» **WHAT IS REQUIRED**:
For the entries below, report the number of lines where the string "groups" appears, and only that number.

» **GIVEN INFORMATION**:
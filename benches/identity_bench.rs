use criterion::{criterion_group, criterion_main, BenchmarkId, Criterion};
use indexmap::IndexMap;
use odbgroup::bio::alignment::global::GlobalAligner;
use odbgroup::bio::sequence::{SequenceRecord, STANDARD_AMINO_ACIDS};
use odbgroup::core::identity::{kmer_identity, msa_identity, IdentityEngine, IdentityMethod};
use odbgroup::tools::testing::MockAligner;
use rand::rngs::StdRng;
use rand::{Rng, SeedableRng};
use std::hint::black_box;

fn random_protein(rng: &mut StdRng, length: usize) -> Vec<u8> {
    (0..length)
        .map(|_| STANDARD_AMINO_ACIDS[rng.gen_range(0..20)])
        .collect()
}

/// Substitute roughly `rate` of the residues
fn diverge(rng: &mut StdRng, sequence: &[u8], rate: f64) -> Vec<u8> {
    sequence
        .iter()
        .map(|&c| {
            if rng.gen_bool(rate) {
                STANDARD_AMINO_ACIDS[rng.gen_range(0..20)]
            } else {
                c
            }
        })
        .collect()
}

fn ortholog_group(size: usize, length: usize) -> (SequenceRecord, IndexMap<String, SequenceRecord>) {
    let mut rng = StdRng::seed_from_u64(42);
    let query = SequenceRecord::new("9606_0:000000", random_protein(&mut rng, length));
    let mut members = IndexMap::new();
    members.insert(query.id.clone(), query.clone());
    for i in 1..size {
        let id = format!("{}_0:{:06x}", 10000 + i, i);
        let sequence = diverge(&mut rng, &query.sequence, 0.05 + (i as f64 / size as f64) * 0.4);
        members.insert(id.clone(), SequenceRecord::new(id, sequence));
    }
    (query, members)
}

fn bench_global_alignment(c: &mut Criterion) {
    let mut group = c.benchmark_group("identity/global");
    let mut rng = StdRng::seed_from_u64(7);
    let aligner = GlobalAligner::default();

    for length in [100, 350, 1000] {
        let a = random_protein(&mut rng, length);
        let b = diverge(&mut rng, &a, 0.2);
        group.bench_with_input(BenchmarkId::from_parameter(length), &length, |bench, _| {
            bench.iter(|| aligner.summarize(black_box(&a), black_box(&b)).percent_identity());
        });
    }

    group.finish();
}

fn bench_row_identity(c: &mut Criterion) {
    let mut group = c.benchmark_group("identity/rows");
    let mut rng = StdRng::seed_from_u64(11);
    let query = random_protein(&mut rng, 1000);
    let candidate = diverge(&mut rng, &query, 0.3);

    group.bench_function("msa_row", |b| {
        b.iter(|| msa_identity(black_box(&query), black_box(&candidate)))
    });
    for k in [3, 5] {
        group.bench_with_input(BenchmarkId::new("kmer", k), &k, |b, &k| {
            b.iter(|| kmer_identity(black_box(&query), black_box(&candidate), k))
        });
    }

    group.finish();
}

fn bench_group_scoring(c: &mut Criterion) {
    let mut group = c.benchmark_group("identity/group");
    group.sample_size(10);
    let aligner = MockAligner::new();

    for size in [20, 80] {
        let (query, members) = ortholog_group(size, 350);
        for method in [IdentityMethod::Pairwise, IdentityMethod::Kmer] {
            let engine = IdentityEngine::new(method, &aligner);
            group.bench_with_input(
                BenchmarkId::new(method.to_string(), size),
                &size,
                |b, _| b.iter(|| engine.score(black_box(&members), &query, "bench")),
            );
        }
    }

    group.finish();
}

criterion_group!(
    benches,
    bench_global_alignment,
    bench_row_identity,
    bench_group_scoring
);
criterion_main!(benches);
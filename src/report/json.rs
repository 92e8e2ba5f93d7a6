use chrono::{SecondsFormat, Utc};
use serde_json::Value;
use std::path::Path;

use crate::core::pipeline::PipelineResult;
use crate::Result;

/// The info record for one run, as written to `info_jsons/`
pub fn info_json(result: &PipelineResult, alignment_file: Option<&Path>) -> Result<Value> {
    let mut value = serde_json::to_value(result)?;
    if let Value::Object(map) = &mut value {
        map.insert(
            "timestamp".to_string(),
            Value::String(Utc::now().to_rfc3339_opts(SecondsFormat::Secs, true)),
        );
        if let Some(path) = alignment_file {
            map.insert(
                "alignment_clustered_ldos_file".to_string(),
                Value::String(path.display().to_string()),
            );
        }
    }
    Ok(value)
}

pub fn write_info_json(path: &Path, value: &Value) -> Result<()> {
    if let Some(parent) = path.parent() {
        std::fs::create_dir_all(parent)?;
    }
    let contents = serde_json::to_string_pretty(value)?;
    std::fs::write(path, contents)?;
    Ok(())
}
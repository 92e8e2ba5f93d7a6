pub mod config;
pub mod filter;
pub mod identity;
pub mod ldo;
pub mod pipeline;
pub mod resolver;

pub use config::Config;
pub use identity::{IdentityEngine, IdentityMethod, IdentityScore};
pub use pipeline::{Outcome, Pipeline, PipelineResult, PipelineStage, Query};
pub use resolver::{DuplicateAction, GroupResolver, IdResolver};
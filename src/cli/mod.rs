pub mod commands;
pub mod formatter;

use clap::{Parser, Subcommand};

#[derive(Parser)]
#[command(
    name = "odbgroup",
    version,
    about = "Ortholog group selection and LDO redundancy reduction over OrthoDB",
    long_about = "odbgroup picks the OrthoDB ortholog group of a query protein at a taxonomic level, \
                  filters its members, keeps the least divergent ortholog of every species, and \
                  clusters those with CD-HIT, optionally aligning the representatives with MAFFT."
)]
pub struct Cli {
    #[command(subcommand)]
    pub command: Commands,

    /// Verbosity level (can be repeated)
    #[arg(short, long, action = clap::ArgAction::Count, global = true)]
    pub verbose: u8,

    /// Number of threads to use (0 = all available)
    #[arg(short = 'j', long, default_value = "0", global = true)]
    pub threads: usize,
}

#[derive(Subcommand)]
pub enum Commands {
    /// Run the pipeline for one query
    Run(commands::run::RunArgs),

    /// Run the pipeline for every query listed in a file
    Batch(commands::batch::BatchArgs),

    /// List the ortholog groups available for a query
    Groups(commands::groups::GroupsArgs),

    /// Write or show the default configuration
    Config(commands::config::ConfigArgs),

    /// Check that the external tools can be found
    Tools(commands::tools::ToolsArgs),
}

» **RESULT FOR THIS EXERCISE**:
2